- Task -
List each line of the data that holds the string "Whether".

- Data records -
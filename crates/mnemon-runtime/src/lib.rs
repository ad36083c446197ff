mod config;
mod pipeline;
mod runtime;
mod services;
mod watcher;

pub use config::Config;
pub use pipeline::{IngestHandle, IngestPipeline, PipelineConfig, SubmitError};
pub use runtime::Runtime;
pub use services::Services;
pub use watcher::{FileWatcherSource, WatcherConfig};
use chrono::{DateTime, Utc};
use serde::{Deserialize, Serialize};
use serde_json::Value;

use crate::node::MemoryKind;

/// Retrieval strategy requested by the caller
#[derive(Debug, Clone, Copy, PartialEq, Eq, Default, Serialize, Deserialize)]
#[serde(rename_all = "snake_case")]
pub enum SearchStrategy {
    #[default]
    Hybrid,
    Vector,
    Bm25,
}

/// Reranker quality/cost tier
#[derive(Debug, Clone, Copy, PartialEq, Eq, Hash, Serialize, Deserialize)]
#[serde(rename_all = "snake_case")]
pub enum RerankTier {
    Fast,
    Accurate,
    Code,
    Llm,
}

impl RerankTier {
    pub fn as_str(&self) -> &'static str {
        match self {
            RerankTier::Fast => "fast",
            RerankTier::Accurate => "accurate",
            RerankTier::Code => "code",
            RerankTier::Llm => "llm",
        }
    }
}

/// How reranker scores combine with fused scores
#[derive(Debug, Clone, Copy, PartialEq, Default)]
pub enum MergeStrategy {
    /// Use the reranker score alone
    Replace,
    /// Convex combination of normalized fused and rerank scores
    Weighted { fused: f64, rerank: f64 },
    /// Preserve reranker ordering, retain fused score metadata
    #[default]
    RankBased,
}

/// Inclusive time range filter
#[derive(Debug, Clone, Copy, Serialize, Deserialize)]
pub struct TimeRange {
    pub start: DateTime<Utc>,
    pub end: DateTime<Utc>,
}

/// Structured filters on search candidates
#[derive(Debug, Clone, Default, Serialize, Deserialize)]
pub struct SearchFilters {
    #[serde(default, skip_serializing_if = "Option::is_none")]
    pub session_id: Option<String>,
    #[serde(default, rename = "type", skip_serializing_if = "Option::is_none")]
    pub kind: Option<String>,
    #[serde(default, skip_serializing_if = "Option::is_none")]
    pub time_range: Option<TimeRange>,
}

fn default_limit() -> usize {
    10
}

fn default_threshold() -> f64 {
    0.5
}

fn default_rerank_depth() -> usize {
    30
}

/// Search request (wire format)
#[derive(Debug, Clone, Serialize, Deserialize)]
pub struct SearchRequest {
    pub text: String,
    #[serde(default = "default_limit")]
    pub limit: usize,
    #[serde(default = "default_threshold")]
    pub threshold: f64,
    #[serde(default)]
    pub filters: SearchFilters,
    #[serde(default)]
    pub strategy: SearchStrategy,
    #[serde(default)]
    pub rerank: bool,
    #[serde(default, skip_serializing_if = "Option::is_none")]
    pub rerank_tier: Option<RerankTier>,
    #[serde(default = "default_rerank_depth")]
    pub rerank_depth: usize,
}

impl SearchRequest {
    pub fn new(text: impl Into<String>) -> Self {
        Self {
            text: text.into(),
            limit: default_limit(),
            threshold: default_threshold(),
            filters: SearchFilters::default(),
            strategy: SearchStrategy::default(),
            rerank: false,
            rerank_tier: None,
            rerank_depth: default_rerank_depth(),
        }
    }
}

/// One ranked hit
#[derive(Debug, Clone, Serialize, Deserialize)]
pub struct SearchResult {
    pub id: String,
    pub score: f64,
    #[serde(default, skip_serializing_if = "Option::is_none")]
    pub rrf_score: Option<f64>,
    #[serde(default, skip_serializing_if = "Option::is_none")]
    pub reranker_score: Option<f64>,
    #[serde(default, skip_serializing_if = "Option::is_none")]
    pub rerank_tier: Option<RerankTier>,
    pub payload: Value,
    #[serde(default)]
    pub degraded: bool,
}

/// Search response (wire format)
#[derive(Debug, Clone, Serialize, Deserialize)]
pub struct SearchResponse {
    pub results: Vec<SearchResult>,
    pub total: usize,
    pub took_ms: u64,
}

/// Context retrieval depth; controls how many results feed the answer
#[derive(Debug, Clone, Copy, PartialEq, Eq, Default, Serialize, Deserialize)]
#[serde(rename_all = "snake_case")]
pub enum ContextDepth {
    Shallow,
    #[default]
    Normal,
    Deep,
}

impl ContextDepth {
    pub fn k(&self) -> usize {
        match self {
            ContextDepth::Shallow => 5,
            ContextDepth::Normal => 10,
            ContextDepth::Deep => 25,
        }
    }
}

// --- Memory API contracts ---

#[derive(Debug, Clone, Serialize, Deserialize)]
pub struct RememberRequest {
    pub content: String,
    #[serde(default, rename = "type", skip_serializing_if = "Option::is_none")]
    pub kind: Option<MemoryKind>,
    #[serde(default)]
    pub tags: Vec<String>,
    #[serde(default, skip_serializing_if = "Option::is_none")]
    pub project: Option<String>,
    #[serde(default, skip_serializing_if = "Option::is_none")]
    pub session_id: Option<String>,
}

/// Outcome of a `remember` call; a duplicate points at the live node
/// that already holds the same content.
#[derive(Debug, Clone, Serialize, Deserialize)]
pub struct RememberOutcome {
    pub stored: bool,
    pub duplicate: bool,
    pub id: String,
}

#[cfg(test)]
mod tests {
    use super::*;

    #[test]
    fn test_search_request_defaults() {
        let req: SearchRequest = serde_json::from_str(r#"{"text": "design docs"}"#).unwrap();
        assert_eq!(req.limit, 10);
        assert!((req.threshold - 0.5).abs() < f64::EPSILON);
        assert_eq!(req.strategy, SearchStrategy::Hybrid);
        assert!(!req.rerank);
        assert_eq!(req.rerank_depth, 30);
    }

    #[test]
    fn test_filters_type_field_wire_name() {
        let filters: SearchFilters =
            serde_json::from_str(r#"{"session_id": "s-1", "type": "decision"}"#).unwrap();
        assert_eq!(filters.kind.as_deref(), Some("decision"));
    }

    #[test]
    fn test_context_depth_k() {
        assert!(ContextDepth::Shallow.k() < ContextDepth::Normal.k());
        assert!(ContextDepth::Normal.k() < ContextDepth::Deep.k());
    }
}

---

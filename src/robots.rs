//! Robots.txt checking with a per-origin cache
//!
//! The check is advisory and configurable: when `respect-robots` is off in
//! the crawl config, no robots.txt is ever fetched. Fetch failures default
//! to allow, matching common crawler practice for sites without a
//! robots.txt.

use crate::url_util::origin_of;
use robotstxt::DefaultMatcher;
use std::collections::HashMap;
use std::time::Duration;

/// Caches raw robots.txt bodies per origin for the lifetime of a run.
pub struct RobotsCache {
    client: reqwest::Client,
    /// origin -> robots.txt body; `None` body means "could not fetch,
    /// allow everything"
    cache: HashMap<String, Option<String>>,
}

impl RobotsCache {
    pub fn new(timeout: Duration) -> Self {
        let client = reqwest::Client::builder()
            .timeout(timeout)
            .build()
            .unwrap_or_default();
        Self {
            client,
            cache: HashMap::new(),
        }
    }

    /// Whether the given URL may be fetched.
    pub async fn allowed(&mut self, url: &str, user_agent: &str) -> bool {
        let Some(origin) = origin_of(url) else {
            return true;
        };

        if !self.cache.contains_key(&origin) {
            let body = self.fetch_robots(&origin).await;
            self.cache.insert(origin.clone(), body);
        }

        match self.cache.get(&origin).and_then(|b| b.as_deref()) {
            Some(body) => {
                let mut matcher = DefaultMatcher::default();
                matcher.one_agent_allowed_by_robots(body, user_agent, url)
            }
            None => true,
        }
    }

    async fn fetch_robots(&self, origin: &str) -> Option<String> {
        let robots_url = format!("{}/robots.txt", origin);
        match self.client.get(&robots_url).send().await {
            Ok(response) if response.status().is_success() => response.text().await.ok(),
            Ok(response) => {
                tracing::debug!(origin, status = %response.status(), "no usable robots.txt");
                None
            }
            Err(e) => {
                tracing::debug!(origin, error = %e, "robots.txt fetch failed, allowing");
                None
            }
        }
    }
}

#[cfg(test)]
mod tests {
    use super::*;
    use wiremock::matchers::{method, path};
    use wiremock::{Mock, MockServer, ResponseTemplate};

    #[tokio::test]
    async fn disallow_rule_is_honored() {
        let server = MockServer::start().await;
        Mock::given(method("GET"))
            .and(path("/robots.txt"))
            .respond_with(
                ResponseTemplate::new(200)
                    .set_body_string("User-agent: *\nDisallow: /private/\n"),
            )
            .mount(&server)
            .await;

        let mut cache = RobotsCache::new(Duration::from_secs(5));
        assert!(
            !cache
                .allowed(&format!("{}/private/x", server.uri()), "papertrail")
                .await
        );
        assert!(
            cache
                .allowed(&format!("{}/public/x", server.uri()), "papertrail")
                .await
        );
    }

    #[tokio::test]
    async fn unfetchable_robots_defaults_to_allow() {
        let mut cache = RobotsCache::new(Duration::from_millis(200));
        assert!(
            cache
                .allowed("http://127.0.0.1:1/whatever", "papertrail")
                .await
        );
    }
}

* * *

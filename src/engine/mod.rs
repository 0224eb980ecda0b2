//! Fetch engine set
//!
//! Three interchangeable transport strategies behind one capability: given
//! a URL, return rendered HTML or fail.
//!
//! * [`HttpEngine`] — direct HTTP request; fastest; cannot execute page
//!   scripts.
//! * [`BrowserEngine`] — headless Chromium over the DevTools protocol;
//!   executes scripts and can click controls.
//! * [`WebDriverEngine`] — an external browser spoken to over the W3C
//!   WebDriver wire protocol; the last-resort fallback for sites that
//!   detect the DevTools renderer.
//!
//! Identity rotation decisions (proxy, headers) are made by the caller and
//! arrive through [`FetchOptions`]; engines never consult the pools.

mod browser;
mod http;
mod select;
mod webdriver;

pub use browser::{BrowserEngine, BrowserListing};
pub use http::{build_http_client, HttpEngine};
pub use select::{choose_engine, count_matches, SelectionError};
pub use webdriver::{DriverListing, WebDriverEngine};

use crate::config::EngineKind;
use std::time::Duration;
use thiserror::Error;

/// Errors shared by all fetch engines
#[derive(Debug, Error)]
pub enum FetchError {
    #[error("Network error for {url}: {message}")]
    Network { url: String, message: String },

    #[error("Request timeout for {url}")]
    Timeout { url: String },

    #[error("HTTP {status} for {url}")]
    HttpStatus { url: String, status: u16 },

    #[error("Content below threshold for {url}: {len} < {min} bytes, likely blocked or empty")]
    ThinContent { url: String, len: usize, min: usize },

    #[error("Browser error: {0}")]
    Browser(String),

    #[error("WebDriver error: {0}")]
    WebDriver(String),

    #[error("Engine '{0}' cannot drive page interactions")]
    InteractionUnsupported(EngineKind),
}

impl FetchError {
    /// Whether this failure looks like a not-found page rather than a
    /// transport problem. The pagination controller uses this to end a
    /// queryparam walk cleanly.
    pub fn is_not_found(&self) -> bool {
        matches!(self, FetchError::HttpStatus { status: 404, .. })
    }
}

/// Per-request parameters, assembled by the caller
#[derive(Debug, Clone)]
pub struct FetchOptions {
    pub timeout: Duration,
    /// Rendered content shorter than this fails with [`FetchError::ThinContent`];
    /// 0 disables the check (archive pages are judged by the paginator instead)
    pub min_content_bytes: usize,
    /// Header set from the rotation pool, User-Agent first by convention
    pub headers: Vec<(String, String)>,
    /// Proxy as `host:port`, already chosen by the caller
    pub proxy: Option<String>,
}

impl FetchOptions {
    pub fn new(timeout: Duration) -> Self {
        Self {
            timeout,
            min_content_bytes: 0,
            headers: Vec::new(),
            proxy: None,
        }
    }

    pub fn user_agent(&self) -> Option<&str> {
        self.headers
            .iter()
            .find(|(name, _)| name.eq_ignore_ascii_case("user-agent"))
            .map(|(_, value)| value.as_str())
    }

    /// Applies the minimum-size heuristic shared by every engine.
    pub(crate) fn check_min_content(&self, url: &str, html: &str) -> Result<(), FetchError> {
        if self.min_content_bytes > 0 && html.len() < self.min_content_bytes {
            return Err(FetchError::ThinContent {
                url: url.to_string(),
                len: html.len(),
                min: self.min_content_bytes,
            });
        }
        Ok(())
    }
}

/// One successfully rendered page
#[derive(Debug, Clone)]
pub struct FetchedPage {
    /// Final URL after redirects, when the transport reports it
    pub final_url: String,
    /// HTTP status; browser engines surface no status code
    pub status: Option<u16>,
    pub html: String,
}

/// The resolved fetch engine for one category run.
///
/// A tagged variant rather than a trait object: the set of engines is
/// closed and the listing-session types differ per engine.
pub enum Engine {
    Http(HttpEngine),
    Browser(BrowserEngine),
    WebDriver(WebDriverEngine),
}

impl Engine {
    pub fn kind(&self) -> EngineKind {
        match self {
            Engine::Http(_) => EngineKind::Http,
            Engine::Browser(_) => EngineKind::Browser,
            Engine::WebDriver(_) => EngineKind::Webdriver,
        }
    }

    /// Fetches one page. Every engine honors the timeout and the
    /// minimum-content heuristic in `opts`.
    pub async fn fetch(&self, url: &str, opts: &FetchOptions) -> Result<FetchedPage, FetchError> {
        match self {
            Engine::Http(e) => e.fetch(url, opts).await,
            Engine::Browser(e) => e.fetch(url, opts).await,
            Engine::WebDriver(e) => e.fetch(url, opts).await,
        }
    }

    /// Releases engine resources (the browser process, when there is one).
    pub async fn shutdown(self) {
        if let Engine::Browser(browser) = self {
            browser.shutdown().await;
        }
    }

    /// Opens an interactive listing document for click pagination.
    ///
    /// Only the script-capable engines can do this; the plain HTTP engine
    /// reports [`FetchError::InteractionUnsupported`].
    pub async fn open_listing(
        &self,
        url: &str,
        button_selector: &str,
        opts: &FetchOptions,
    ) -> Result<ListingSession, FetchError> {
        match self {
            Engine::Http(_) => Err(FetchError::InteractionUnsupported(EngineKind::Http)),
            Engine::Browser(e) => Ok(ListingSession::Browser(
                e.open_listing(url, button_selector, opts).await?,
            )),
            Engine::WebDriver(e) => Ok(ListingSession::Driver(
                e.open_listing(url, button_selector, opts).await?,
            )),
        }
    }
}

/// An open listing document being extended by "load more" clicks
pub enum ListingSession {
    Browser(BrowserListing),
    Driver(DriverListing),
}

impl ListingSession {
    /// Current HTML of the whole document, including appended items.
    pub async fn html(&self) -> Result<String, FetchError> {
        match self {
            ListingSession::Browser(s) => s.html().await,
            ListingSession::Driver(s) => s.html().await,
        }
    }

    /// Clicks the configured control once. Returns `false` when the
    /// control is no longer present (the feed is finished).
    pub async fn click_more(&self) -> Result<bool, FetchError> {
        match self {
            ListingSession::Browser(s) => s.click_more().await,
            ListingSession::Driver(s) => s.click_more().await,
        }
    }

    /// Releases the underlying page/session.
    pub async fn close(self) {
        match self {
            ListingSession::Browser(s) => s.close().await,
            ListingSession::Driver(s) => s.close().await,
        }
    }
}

- Output of the task -
    /// Whether the given URL may be fetched.
    /// Whether this failure looks like a not-found page rather than a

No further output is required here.